LISTED RECORDS —
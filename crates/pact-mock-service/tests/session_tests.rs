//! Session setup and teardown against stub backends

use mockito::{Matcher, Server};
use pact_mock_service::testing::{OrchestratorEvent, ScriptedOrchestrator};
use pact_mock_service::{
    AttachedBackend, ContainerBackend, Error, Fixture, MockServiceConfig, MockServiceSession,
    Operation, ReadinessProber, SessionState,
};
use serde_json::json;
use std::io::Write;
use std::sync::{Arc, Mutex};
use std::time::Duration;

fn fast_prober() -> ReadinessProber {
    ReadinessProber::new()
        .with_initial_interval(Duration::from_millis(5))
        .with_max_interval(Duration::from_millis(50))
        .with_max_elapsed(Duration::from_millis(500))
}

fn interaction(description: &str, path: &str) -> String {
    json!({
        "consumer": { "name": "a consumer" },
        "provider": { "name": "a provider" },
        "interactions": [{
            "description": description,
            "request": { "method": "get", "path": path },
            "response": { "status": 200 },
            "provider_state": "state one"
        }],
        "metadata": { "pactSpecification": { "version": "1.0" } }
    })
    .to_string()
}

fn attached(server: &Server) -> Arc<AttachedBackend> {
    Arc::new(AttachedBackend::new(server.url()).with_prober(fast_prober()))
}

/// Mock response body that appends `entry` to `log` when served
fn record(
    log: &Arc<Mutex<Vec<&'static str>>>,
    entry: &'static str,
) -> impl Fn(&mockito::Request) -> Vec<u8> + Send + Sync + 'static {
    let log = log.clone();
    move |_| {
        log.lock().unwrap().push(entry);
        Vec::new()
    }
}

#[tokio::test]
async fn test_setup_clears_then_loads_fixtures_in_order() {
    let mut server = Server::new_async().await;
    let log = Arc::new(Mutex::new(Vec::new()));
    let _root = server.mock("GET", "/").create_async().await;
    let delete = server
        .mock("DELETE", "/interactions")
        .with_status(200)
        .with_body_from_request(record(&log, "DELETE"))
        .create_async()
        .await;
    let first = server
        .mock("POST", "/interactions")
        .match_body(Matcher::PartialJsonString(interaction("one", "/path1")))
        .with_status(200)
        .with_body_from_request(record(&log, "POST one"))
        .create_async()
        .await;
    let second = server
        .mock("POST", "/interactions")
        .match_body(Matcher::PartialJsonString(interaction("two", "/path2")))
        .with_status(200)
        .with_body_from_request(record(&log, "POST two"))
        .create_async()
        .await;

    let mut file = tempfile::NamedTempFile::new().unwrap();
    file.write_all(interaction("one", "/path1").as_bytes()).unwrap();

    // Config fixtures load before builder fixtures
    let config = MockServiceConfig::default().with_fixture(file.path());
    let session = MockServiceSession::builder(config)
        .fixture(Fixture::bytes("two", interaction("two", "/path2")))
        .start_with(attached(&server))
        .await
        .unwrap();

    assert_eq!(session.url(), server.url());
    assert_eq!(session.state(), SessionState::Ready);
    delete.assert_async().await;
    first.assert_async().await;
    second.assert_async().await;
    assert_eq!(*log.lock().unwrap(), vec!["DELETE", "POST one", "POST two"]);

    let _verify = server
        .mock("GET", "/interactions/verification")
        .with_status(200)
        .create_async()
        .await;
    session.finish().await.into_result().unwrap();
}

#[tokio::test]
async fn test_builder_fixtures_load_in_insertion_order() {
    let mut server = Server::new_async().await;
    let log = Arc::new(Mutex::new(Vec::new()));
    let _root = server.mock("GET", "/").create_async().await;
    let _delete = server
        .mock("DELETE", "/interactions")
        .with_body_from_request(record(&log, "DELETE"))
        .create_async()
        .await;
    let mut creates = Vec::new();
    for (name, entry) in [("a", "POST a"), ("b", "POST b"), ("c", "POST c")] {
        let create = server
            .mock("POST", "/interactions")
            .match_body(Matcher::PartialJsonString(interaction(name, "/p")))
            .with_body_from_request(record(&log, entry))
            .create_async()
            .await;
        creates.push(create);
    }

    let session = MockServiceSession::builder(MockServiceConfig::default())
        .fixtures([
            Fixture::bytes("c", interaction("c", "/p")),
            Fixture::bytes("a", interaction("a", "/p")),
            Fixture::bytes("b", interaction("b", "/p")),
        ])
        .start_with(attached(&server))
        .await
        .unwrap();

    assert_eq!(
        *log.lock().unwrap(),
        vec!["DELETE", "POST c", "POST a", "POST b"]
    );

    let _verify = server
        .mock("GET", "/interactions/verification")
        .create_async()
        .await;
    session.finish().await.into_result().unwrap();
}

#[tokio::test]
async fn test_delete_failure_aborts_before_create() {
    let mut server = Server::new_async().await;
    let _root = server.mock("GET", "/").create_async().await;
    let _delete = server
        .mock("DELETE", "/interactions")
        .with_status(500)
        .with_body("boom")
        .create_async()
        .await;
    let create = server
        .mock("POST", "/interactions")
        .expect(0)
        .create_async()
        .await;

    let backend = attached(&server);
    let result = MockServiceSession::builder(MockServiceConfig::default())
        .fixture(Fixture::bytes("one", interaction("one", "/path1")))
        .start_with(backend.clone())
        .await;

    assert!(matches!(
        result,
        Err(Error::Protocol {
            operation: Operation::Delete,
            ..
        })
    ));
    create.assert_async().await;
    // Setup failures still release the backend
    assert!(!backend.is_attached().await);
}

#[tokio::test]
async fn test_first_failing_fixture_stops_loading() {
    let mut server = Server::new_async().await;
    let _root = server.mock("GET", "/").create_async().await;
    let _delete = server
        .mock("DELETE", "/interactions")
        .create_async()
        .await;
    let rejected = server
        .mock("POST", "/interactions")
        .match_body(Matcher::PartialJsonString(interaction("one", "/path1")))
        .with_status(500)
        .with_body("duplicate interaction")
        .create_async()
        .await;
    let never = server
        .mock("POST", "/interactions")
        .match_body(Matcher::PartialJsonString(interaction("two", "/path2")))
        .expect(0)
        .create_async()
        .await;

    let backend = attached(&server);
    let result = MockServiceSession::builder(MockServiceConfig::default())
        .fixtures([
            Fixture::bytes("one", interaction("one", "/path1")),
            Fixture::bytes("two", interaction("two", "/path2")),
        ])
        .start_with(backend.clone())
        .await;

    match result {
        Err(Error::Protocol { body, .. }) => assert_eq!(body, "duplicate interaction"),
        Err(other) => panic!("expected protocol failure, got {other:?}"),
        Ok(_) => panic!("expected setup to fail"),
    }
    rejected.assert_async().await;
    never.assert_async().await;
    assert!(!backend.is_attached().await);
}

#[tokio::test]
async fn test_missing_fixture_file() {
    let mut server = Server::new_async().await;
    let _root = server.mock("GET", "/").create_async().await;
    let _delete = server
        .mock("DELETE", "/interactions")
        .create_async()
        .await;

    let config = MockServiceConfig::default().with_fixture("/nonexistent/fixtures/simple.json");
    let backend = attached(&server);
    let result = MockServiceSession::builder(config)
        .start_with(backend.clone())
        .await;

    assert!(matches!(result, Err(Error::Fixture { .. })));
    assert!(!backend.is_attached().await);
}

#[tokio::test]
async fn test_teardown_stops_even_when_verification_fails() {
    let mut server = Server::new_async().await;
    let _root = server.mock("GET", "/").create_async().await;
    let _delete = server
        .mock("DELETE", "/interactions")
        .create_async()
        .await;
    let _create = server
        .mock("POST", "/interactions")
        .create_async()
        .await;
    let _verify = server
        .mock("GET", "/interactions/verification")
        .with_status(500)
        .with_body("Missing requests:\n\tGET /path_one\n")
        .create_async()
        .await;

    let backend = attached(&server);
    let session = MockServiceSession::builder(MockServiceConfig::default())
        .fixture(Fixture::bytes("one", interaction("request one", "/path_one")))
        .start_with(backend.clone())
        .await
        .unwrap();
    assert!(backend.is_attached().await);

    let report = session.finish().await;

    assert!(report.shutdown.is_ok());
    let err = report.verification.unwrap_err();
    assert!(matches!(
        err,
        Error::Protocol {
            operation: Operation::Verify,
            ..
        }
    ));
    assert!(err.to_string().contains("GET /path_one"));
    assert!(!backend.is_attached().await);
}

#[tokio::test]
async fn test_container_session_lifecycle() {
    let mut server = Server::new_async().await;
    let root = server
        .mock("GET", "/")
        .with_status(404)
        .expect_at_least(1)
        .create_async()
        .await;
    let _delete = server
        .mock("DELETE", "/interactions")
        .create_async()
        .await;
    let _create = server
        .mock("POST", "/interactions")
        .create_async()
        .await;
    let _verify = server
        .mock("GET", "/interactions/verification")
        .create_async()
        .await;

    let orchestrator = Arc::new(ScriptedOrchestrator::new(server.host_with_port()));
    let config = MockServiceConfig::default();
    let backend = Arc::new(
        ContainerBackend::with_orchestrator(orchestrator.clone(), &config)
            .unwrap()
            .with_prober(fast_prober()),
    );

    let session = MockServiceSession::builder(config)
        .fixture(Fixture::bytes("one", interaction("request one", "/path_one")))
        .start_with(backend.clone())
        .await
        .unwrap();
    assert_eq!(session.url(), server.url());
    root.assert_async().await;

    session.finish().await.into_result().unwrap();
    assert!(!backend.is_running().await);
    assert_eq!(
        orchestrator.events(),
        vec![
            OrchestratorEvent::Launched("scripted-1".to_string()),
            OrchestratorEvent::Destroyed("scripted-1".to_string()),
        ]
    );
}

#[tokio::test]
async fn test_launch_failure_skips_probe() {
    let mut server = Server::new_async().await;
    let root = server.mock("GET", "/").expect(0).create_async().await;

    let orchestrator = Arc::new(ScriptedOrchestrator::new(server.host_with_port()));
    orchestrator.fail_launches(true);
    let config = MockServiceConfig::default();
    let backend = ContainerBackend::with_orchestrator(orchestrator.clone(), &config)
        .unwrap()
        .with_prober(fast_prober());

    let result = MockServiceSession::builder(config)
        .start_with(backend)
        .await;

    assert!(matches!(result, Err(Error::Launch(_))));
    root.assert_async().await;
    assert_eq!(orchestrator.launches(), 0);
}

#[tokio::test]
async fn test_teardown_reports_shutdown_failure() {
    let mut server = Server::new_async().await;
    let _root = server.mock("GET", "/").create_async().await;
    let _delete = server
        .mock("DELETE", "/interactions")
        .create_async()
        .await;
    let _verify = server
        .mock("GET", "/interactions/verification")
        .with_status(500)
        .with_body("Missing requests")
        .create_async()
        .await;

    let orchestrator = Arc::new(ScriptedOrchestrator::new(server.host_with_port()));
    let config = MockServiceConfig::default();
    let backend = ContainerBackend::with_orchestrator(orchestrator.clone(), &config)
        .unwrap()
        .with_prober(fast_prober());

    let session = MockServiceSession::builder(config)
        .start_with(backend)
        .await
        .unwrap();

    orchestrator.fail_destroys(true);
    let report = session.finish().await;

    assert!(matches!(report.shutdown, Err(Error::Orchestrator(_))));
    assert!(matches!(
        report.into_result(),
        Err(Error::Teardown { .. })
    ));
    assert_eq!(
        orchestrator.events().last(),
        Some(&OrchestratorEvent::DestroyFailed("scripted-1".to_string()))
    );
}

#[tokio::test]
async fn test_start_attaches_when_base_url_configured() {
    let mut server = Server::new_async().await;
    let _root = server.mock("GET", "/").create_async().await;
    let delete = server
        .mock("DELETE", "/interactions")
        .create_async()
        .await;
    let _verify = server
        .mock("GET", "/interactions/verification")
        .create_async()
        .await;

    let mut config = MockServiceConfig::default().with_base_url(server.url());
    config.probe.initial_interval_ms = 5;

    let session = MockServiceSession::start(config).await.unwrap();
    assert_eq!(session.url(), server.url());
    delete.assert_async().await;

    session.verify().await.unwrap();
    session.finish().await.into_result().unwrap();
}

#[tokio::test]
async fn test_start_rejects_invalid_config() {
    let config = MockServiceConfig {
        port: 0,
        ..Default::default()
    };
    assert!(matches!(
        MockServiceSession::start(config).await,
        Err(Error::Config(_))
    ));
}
==
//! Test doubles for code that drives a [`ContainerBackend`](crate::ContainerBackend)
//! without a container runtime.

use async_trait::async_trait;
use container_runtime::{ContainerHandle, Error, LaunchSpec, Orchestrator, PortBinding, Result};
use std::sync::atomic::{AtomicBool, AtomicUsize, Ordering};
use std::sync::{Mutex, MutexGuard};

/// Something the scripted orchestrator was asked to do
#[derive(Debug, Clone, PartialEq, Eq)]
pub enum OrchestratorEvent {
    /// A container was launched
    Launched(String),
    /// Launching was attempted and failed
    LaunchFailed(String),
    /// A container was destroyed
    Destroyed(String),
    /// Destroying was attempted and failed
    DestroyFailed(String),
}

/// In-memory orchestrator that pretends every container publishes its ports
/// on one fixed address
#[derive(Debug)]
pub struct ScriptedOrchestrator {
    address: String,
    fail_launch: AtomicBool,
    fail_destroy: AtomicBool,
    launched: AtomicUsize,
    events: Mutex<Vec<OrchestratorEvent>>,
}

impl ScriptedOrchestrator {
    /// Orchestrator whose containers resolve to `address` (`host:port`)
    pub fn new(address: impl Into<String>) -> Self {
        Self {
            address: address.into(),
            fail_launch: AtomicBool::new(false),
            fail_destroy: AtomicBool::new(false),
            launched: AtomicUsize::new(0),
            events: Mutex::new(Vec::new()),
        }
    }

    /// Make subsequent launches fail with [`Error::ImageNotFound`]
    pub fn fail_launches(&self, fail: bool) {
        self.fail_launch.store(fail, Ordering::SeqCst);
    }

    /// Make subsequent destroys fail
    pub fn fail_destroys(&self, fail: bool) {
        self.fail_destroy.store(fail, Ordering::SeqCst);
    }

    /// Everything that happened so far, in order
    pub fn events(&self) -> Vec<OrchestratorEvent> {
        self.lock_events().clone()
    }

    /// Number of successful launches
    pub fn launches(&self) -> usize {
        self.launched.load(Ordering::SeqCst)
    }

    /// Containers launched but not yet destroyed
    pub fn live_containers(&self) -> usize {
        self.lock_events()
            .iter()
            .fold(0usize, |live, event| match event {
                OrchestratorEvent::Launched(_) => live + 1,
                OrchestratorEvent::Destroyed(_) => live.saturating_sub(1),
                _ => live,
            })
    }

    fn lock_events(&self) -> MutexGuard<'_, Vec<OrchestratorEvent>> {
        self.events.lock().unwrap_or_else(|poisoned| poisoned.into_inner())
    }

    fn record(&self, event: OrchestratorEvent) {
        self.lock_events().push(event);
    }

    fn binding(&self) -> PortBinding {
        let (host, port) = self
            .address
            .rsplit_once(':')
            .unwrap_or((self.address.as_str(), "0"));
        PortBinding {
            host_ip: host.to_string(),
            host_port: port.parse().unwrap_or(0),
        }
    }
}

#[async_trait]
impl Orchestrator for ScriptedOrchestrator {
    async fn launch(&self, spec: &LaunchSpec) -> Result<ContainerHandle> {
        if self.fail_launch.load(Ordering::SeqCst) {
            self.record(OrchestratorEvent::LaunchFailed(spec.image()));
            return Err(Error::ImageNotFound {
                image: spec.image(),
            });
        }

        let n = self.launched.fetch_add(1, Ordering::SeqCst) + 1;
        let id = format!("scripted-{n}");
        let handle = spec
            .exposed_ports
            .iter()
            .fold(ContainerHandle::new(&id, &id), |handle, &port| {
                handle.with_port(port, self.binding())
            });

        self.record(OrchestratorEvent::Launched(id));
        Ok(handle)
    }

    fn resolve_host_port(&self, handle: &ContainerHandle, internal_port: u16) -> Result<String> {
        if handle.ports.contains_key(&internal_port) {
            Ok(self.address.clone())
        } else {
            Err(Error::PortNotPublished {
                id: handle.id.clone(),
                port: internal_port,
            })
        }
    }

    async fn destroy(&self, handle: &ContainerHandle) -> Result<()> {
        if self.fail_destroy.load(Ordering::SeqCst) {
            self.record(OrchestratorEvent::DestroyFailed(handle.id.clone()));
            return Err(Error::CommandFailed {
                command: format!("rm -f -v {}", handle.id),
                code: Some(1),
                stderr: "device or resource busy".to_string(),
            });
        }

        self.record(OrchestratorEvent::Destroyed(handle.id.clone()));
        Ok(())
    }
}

YOUR ASSIGNMENT — Your answer should be a single number, namely how many lines of the data above hold "never".

ANSWER FOR THE TASK — 2